-- Material for this exercise follows --

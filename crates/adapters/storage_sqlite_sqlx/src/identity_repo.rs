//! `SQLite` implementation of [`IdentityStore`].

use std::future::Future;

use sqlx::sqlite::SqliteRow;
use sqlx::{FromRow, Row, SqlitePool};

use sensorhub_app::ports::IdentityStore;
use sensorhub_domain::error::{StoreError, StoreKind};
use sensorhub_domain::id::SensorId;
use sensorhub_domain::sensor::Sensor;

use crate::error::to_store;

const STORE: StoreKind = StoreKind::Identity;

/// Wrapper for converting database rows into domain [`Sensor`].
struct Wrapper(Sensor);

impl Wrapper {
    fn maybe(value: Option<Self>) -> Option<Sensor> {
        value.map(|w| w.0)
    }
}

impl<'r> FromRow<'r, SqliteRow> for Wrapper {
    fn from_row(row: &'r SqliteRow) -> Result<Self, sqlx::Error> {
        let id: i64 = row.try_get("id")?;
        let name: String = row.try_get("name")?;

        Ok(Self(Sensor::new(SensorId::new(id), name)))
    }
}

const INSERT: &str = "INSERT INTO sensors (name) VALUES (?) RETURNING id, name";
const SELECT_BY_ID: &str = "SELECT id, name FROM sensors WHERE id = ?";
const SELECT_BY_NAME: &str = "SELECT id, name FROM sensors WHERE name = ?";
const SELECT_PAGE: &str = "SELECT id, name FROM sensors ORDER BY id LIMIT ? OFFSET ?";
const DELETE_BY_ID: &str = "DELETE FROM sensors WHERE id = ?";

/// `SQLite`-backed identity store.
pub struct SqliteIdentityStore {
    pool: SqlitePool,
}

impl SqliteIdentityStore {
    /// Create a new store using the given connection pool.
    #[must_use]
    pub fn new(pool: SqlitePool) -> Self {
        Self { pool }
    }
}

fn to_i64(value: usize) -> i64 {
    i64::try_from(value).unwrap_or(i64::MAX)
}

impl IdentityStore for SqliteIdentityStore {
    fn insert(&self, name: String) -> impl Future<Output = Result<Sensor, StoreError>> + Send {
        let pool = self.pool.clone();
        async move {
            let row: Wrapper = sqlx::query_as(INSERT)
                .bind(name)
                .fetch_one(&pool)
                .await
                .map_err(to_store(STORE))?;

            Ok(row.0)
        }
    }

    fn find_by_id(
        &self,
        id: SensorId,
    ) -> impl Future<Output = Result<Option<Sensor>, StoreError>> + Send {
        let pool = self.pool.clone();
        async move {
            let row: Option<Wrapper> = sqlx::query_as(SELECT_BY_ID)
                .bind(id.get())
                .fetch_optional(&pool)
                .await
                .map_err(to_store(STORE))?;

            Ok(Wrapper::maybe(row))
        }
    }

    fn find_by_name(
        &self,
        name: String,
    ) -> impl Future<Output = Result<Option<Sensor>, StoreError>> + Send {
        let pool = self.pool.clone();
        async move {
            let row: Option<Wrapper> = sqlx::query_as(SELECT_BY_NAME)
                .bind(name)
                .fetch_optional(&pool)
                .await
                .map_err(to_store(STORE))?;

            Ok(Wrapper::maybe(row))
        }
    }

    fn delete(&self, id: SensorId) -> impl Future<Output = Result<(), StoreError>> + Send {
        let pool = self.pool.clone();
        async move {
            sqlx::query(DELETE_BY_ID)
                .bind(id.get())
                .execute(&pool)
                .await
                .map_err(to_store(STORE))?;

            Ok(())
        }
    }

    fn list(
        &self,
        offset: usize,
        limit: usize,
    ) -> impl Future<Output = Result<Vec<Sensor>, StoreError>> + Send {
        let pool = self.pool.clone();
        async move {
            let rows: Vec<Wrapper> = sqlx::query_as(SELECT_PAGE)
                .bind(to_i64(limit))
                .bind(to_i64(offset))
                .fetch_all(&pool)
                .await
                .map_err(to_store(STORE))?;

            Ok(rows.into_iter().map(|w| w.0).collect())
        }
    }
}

-- Material for this exercise concluded --

What is needed: Go through the material above and copy each line that has the word "SqlitePool".

The answer:
use sqlx::{FromRow, Row, SqlitePool};
    pool: SqlitePool,
    pub fn new(pool: SqlitePool) -> Self {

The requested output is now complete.